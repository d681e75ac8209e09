//! `ajaxlab-auth` — toy login plus bearer-token verification.
//!
//! This crate is decoupled from HTTP: callers hand it header values and a
//! clock, it hands back an `AuthState`.

pub mod claims;
pub mod credentials;
pub mod login;
pub mod state;
pub mod token;

pub use claims::{TokenClaims, TokenValidationError, validate_claims};
pub use credentials::{AuthError, StaticCredentials};
pub use login::{Authenticator, IssuedToken};
pub use state::{AuthState, Identity, bearer_token};
pub use token::{Hs256TokenService, TokenError, TokenValidator};
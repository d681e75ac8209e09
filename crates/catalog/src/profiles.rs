use serde::Serialize;

use ajaxlab_core::RecordId;

#[derive(Debug, Clone, PartialEq, Eq, Serialize)]
pub struct Experience {
    pub company: String,
    pub role: String,
}

/// Developer profile with nested skills and work history.
#[derive(Debug, Clone, PartialEq, Eq, Serialize)]
pub struct DeveloperProfile {
    pub id: RecordId,
    pub name: String,
    pub skills: Vec<String>,
    pub experience: Vec<Experience>,
}

const PROFILES: &[(&str, &[&str], &str, &str)] = &[
    ("王小明", &["Java", "Spring Boot"], "Google", "後端工程師"),
    ("李小美", &["JavaScript", "Vue.js", "React"], "Meta", "前端工程師"),
    ("張志豪", &["Python", "Django", "Flask"], "Amazon", "資料科學家"),
    ("陳雅婷", &["UI/UX", "Figma", "Sketch"], "Apple", "產品設計師"),
    ("林建國", &["C#", ".NET Core"], "Microsoft", "全端工程師"),
    ("黃淑芬", &["Kotlin", "Android"], "Netflix", "行動裝置開發者"),
    ("吳志偉", &["Swift", "iOS"], "Spotify", "iOS 開發者"),
    ("劉以柔", &["Docker", "Kubernetes", "AWS"], "Uber", "DevOps 工程師"),
    ("蔡宗翰", &["SQL", "PostgreSQL", "Redis"], "Oracle", "資料庫管理員"),
    ("楊佩珊", &["Go", "Microservices"], "Twitter", "後端工程師"),
    ("許家豪", &["Rust", "WebAssembly"], "Mozilla", "系統工程師"),
    ("鄭百合", &["PHP", "Laravel"], "Airbnb", "網頁開發者"),
    ("謝博文", &["Ruby", "Ruby on Rails"], "Shopify", "後端工程師"),
    ("曾欣怡", &["TypeScript", "Angular"], "IBM", "企業級應用開發者"),
    ("賴冠宇", &["Scala", "Akka", "Spark"], "LinkedIn", "大數據工程師"),
    ("蘇郁婷", &["C++", "Qt"], "Adobe", "軟體工程師"),
    ("莊偉哲", &["Unity", "C#"], "Blizzard", "遊戲開發者"),
    ("江怡君", &["Machine Learning", "TensorFlow"], "OpenAI", "AI 研究員"),
    ("羅志明", &["Cybersecurity", "Ethical Hacking"], "CrowdStrike", "資安工程師"),
    ("梁雅雯", &["Selenium", "JUnit"], "Salesforce", "測試工程師"),
];

/// The twenty fixed profiles, ids 1..=20.
pub fn developer_profiles() -> Vec<DeveloperProfile> {
    PROFILES
        .iter()
        .zip(1u64..)
        .map(|((name, skills, company, role), id)| DeveloperProfile {
            id: RecordId::new(id),
            name: name.to_string(),
            skills: skills.iter().map(|s| s.to_string()).collect(),
            experience: vec![Experience {
                company: company.to_string(),
                role: role.to_string(),
            }],
        })
        .collect()
}

#[cfg(test)]
mod tests {
    use super::*;

    #[test]
    fn twenty_profiles_with_sequential_ids() {
        let profiles = developer_profiles();
        assert_eq!(profiles.len(), 20);
        for (i, p) in profiles.iter().enumerate() {
            assert_eq!(p.id.get(), i as u64 + 1);
            assert_eq!(p.experience.len(), 1);
            assert!(!p.skills.is_empty());
        }
        assert_eq!(profiles[10].skills, ["Rust", "WebAssembly"]);
    }
}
********
Could you write out exactly the lines above, starting at the first one and ending with the line that has "use ajaxlab_core::RecordId;"?

* Output for this exercise:
repository d681e75ac8209e09
//! `ajaxlab-auth` — toy login plus bearer-token verification.
//!
//! This crate is decoupled from HTTP: callers hand it header values and a
//! clock, it hands back an `AuthState`.

pub mod claims;
pub mod credentials;
pub mod login;
pub mod state;
pub mod token;

pub use claims::{TokenClaims, TokenValidationError, validate_claims};
pub use credentials::{AuthError, StaticCredentials};
pub use login::{Authenticator, IssuedToken};
pub use state::{AuthState, Identity, bearer_token};
pub use token::{Hs256TokenService, TokenError, TokenValidator};
repository d681e75ac8209e09
filename crates/catalog/src/profiles.rs
use serde::Serialize;

use ajaxlab_core::RecordId;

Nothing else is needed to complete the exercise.